//! Owned HTML node tree built from the quick-xml event stream.
//!
//! The parser is permissive: void elements never take children, end tags
//! close the nearest open element with the same name (implicitly closing
//! anything opened after it), and unmatched end tags are kept verbatim.
//! Start tags keep their original bytes, so untouched markup serializes
//! back exactly as it was read.

use anyhow::{Context, Result};
use quick_xml::{
    escape::resolve_predefined_entity,
    events::{BytesEnd, BytesStart, Event},
};
use std::io::Cursor;

use super::common::{XmlWriter, create_xml_reader, is_void_element, with_attr};

/// Position of a node: child indices from the document root downwards.
pub type NodePath = Vec<usize>;

/// How an element was terminated in the source.
#[derive(Debug, Clone, Copy, PartialEq, Eq)]
pub enum Closing {
    /// `<p>...</p>`
    Explicit,
    /// Closed by an enclosing end tag or end of input.
    Implicit,
    /// `<img ...>`
    Void,
    /// `<img ... />`
    SelfClosing,
}

#[derive(Debug, Clone)]
pub struct Element {
    pub start: BytesStart<'static>,
    pub closing: Closing,
    pub children: Vec<Node>,
}

#[derive(Debug, Clone)]
pub enum Node {
    Element(Element),
    /// Text, comments, doctype, references and stray end tags.
    Other(Event<'static>),
}

/// A single mutation of the tree.
#[derive(Debug, Clone, PartialEq, Eq)]
pub enum TreeEdit {
    SetAttr {
        path: NodePath,
        key: String,
        value: String,
    },
    Rename {
        path: NodePath,
        tag: String,
    },
    Remove {
        path: NodePath,
    },
}

#[derive(Debug, Clone, Default)]
pub struct Document {
    pub nodes: Vec<Node>,
}

impl Element {
    fn open(start: BytesStart<'static>, closing: Closing) -> Self {
        Self {
            start,
            closing,
            children: Vec::new(),
        }
    }

    #[inline]
    pub fn is(&self, tag: &str) -> bool {
        self.start.name().as_ref().eq_ignore_ascii_case(tag.as_bytes())
    }

    /// Concatenated text of all descendants, entities resolved where known.
    pub fn text(&self) -> String {
        let mut out = String::new();
        collect_text(&self.children, &mut out);
        out
    }
}

fn collect_text(nodes: &[Node], out: &mut String) {
    for node in nodes {
        match node {
            Node::Element(elem) => collect_text(&elem.children, out),
            Node::Other(Event::Text(text)) => out.push_str(&String::from_utf8_lossy(text)),
            Node::Other(Event::CData(cdata)) => out.push_str(&String::from_utf8_lossy(cdata)),
            Node::Other(Event::GeneralRef(reference)) => match reference.resolve_char_ref() {
                Ok(Some(ch)) => out.push(ch),
                _ => {
                    let name = String::from_utf8_lossy(reference);
                    match resolve_predefined_entity(&name) {
                        Some(resolved) => out.push_str(resolved),
                        None if name == "nbsp" => out.push('\u{a0}'),
                        None => {
                            out.push('&');
                            out.push_str(&name);
                            out.push(';');
                        }
                    }
                }
            },
            Node::Other(_) => {}
        }
    }
}

impl Document {
    /// Parse HTML bytes into an owned tree.
    pub fn parse(content: &[u8]) -> Result<Self> {
        let mut reader = create_xml_reader(content);
        let mut roots: Vec<Node> = Vec::new();
        let mut stack: Vec<Element> = Vec::new();

        loop {
            let event = reader
                .read_event()
                .with_context(|| format!("malformed markup near byte {}", reader.buffer_position()))?;
            match event {
                Event::Start(start) => {
                    let start = start.into_owned();
                    if is_void_element(start.name().as_ref()) {
                        let elem = Element::open(start, Closing::Void);
                        push(&mut stack, &mut roots, Node::Element(elem));
                    } else {
                        stack.push(Element::open(start, Closing::Implicit));
                    }
                }
                Event::Empty(start) => {
                    let elem = Element::open(start.into_owned(), Closing::SelfClosing);
                    push(&mut stack, &mut roots, Node::Element(elem));
                }
                Event::End(end) => {
                    let name = end.name();
                    let open = stack.iter().rposition(|elem| {
                        elem.start.name().as_ref().eq_ignore_ascii_case(name.as_ref())
                    });
                    match open {
                        Some(pos) => {
                            while stack.len() > pos + 1 {
                                close_top(&mut stack, &mut roots, Closing::Implicit);
                            }
                            close_top(&mut stack, &mut roots, Closing::Explicit);
                        }
                        None => {
                            let stray = Node::Other(Event::End(end.into_owned()));
                            push(&mut stack, &mut roots, stray);
                        }
                    }
                }
                Event::Eof => break,
                other => push(&mut stack, &mut roots, Node::Other(other.into_owned())),
            }
        }

        while !stack.is_empty() {
            close_top(&mut stack, &mut roots, Closing::Implicit);
        }

        Ok(Self { nodes: roots })
    }

    /// Serialize the tree back to bytes.
    pub fn to_bytes(&self) -> Result<Vec<u8>> {
        let mut writer = XmlWriter::new(Cursor::new(Vec::new()));
        write_nodes(&self.nodes, &mut writer)?;
        Ok(writer.into_inner().into_inner())
    }

    pub fn get(&self, path: &[usize]) -> Option<&Node> {
        let (first, rest) = path.split_first()?;
        let mut node = self.nodes.get(*first)?;
        for index in rest {
            match node {
                Node::Element(elem) => node = elem.children.get(*index)?,
                Node::Other(_) => return None,
            }
        }
        Some(node)
    }

    pub fn element(&self, path: &[usize]) -> Option<&Element> {
        match self.get(path)? {
            Node::Element(elem) => Some(elem),
            Node::Other(_) => None,
        }
    }

    fn element_mut(&mut self, path: &[usize]) -> Option<&mut Element> {
        let (first, rest) = path.split_first()?;
        let mut node = self.nodes.get_mut(*first)?;
        for index in rest {
            match node {
                Node::Element(elem) => node = elem.children.get_mut(*index)?,
                Node::Other(_) => return None,
            }
        }
        match node {
            Node::Element(elem) => Some(elem),
            Node::Other(_) => None,
        }
    }

    /// Visit every element depth-first in document order.
    ///
    /// Returning `false` from the visitor skips that element's subtree.
    pub fn walk<F>(&self, mut visit: F)
    where
        F: FnMut(&NodePath, &Element) -> bool,
    {
        let mut path = Vec::new();
        walk_nodes(&self.nodes, &mut path, &mut visit);
    }

    /// Paths of all elements matching `pred`, outermost match only.
    pub fn find_all<F>(&self, mut pred: F) -> Vec<NodePath>
    where
        F: FnMut(&Element) -> bool,
    {
        let mut found = Vec::new();
        self.walk(|path, elem| {
            if pred(elem) {
                found.push(path.clone());
                false
            } else {
                true
            }
        });
        found
    }

    /// Apply edits, returning how many took effect.
    ///
    /// Attribute and rename edits run first, then removals deepest-last-first
    /// so earlier paths stay valid. Edits pointing below a removed node or at
    /// a missing node are dropped.
    pub fn apply(&mut self, edits: Vec<TreeEdit>) -> usize {
        let mut applied = 0;
        let mut removals = Vec::new();

        for edit in edits {
            match edit {
                TreeEdit::SetAttr { path, key, value } => {
                    if let Some(elem) = self.element_mut(&path) {
                        elem.start = with_attr(&elem.start, &key, &value);
                        applied += 1;
                    }
                }
                TreeEdit::Rename { path, tag } => {
                    if let Some(elem) = self.element_mut(&path) {
                        elem.start.set_name(tag.as_bytes());
                        applied += 1;
                    }
                }
                TreeEdit::Remove { path } => removals.push(path),
            }
        }

        removals.sort();
        removals.dedup();
        removals.reverse();
        let mut removed: Vec<NodePath> = Vec::new();
        for path in removals {
            if removed.iter().any(|done| path.starts_with(done)) {
                continue;
            }
            if self.remove(&path) {
                applied += 1;
                removed.push(path);
            }
        }
        applied
    }

    fn remove(&mut self, path: &[usize]) -> bool {
        let Some((last, parent)) = path.split_last() else {
            return false;
        };
        let siblings = if parent.is_empty() {
            &mut self.nodes
        } else {
            match self.element_mut(parent) {
                Some(elem) => &mut elem.children,
                None => return false,
            }
        };
        if *last < siblings.len() {
            siblings.remove(*last);
            true
        } else {
            false
        }
    }
}

fn push(stack: &mut [Element], roots: &mut Vec<Node>, node: Node) {
    match stack.last_mut() {
        Some(parent) => parent.children.push(node),
        None => roots.push(node),
    }
}

fn close_top(stack: &mut Vec<Element>, roots: &mut Vec<Node>, closing: Closing) {
    if let Some(mut elem) = stack.pop() {
        elem.closing = closing;
        push(stack, roots, Node::Element(elem));
    }
}

fn walk_nodes<F>(nodes: &[Node], path: &mut NodePath, visit: &mut F)
where
    F: FnMut(&NodePath, &Element) -> bool,
{
    for (index, node) in nodes.iter().enumerate() {
        if let Node::Element(elem) = node {
            path.push(index);
            if visit(path, elem) {
                walk_nodes(&elem.children, path, visit);
            }
            path.pop();
        }
    }
}

fn write_nodes(nodes: &[Node], writer: &mut XmlWriter) -> Result<()> {
    for node in nodes {
        match node {
            Node::Element(elem) => {
                match elem.closing {
                    Closing::SelfClosing => writer.write_event(Event::Empty(elem.start.borrow()))?,
                    _ => writer.write_event(Event::Start(elem.start.borrow()))?,
                }
                write_nodes(&elem.children, writer)?;
                if elem.closing == Closing::Explicit {
                    let name = String::from_utf8_lossy(elem.start.name().as_ref()).into_owned();
                    writer.write_event(Event::End(BytesEnd::new(name)))?;
                }
            }
            Node::Other(event) => writer.write_event(event.borrow())?,
        }
    }
    Ok(())
}

#[cfg(test)]
mod tests {
    use super::*;

    fn roundtrip(html: &str) -> String {
        let doc = Document::parse(html.as_bytes()).unwrap();
        String::from_utf8(doc.to_bytes().unwrap()).unwrap()
    }

    #[test]
    fn test_roundtrip_preserves_markup() {
        let html = r#"<html><body><p class="x">Hello <b>there</b></p><img src="a.png"><br/></body></html>"#;
        assert_eq!(roundtrip(html), html);
    }

    #[test]
    fn test_void_elements_take_no_children() {
        let doc = Document::parse(br#"<p><img src="a.png">text</p>"#).unwrap();
        let p = doc.element(&[0]).unwrap();
        assert_eq!(p.children.len(), 2);
        let img = doc.element(&[0, 0]).unwrap();
        assert_eq!(img.closing, Closing::Void);
        assert!(img.children.is_empty());
    }

    #[test]
    fn test_unclosed_elements_close_implicitly() {
        let html = "<ul><li>one<li>two</ul>";
        let doc = Document::parse(html.as_bytes()).unwrap();
        let ul = doc.element(&[0]).unwrap();
        assert_eq!(ul.closing, Closing::Explicit);
        assert_eq!(roundtrip(html), html);
    }

    #[test]
    fn test_stray_end_tag_kept() {
        let html = "<div>a</span></div>";
        assert_eq!(roundtrip(html), html);
    }

    #[test]
    fn test_text_content() {
        let doc = Document::parse(b"<h2 id=\"topics\"> <em>Top</em>ics &amp; more</h2>").unwrap();
        assert_eq!(doc.element(&[0]).unwrap().text(), " Topics & more");
    }

    #[test]
    fn test_find_all_outermost_only() {
        let html = r#"<div><span class="c"><span class="c">x</span></span><span class="c">y</span></div>"#;
        let doc = Document::parse(html.as_bytes()).unwrap();
        let found = doc.find_all(|e| e.is("span"));
        assert_eq!(found, vec![vec![0, 0], vec![0, 1]]);
    }

    #[test]
    fn test_apply_edits() {
        let html = r#"<div><h3 id="a">A</h3><p>x</p><a href="old.html">l</a></div>"#;
        let mut doc = Document::parse(html.as_bytes()).unwrap();
        let applied = doc.apply(vec![
            TreeEdit::Rename {
                path: vec![0, 0],
                tag: "h2".into(),
            },
            TreeEdit::Remove { path: vec![0, 1] },
            TreeEdit::SetAttr {
                path: vec![0, 2],
                key: "href".into(),
                value: "new.html".into(),
            },
        ]);
        assert_eq!(applied, 3);
        let out = String::from_utf8(doc.to_bytes().unwrap()).unwrap();
        assert_eq!(out, r#"<div><h2 id="a">A</h2><a href="new.html">l</a></div>"#);
    }

    #[test]
    fn test_apply_skips_nested_removal() {
        let mut doc = Document::parse(b"<div><span><span>x</span></span></div>").unwrap();
        let applied = doc.apply(vec![
            TreeEdit::Remove { path: vec![0, 0] },
            TreeEdit::Remove {
                path: vec![0, 0, 0],
            },
        ]);
        assert_eq!(applied, 1);
        assert_eq!(String::from_utf8(doc.to_bytes().unwrap()).unwrap(), "<div></div>");
    }
}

Exercise requirements
If a line of the data contains "usize", copy it out.

Problem solution
pub type NodePath = Vec<usize>;
    pub fn get(&self, path: &[usize]) -> Option<&Node> {
    pub fn element(&self, path: &[usize]) -> Option<&Element> {
    fn element_mut(&mut self, path: &[usize]) -> Option<&mut Element> {
    pub fn apply(&mut self, edits: Vec<TreeEdit>) -> usize {
    fn remove(&mut self, path: &[usize]) -> bool {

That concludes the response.